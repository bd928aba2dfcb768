//! In-memory report model
//!
//! `RgbReport` holds everything a writer needs: the title, the capture label
//! and one table row per channel. Writers only lay it out, they never compute.

use std::fmt;

use crate::image_pipeline::capture::CaptureLabel;
use crate::image_pipeline::common::error::{ReportError, Result};
use crate::image_pipeline::stats::{Channel, ChannelAverages};

pub const REPORT_TITLE: &str = "Image RGB Report";

pub const TABLE_HEADER: [&str; 4] = ["Color", "Value", "Normalized (%)", "Intensity Level"];

/// Qualitative level of a channel relative to the other two
#[derive(Debug, Clone, Copy, PartialEq, Eq)]
pub enum IntensityLevel {
    High,
    Normal,
}

impl IntensityLevel {
    pub fn as_str(self) -> &'static str {
        match self {
            IntensityLevel::High => "High",
            IntensityLevel::Normal => "Normal",
        }
    }
}

impl fmt::Display for IntensityLevel {
    fn fmt(&self, f: &mut fmt::Formatter<'_>) -> fmt::Result {
        f.write_str(self.as_str())
    }
}

#[derive(Debug, Clone, PartialEq)]
pub struct ChannelRow {
    pub channel: Channel,
    pub value: u8,
    /// Share of the channel total, in percent
    pub percentage: f64,
    pub level: IntensityLevel,
}

impl ChannelRow {
    /// Table cells in header order.
    pub fn cells(&self) -> [String; 4] {
        [
            self.channel.name().to_string(),
            self.value.to_string(),
            format!("{:.2}%", self.percentage),
            self.level.to_string(),
        ]
    }
}

#[derive(Debug, Clone, PartialEq)]
pub struct RgbReport {
    pub title: &'static str,
    pub label: CaptureLabel,
    pub averages: ChannelAverages,
    /// Always Red, Green, Blue
    pub rows: [ChannelRow; 3],
}

impl RgbReport {
    /// Builds the report table for `averages`.
    ///
    /// Fails with `DegenerateInputFailure` when all three averages are zero,
    /// since the percentages would be undefined.
    pub fn new(label: CaptureLabel, averages: ChannelAverages) -> Result<Self> {
        let total = averages.total();
        if total == 0 {
            return Err(ReportError::DegenerateInputFailure {
                red: averages.red,
                green: averages.green,
                blue: averages.blue,
            });
        }

        let rows = Channel::ALL.map(|channel| {
            let value = averages.get(channel);
            ChannelRow {
                channel,
                value,
                percentage: f64::from(value) / f64::from(total) * 100.0,
                level: intensity_level(&averages, channel),
            }
        });

        Ok(Self {
            title: REPORT_TITLE,
            label,
            averages,
            rows,
        })
    }

    pub fn name_line(&self) -> String {
        format!("Name: {}", self.label)
    }
}

/// `High` only when the channel strictly exceeds both others, so a tie for
/// the maximum leaves every tied channel `Normal`.
fn intensity_level(averages: &ChannelAverages, channel: Channel) -> IntensityLevel {
    let value = averages.get(channel);
    let dominant = Channel::ALL
        .iter()
        .filter(|&&other| other != channel)
        .all(|&other| value > averages.get(other));
    if dominant {
        IntensityLevel::High
    } else {
        IntensityLevel::Normal
    }
}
------------------------------------------------
Taking the entries above, write out exactly each line from the one holding "f.write_str(self.as_str())" to the one holding "would be undefined.", both included, and stop there.

OUTPUT BELOW:
        f.write_str(self.as_str())
    }
}

#[derive(Debug, Clone, PartialEq)]
pub struct ChannelRow {
    pub channel: Channel,
    pub value: u8,
    /// Share of the channel total, in percent
    pub percentage: f64,
    pub level: IntensityLevel,
}

impl ChannelRow {
    /// Table cells in header order.
    pub fn cells(&self) -> [String; 4] {
        [
            self.channel.name().to_string(),
            self.value.to_string(),
            format!("{:.2}%", self.percentage),
            self.level.to_string(),
        ]
    }
}

#[derive(Debug, Clone, PartialEq)]
pub struct RgbReport {
    pub title: &'static str,
    pub label: CaptureLabel,
    pub averages: ChannelAverages,
    /// Always Red, Green, Blue
    pub rows: [ChannelRow; 3],
}

impl RgbReport {
    /// Builds the report table for `averages`.
    ///
    /// Fails with `DegenerateInputFailure` when all three averages are zero,
    /// since the percentages would be undefined.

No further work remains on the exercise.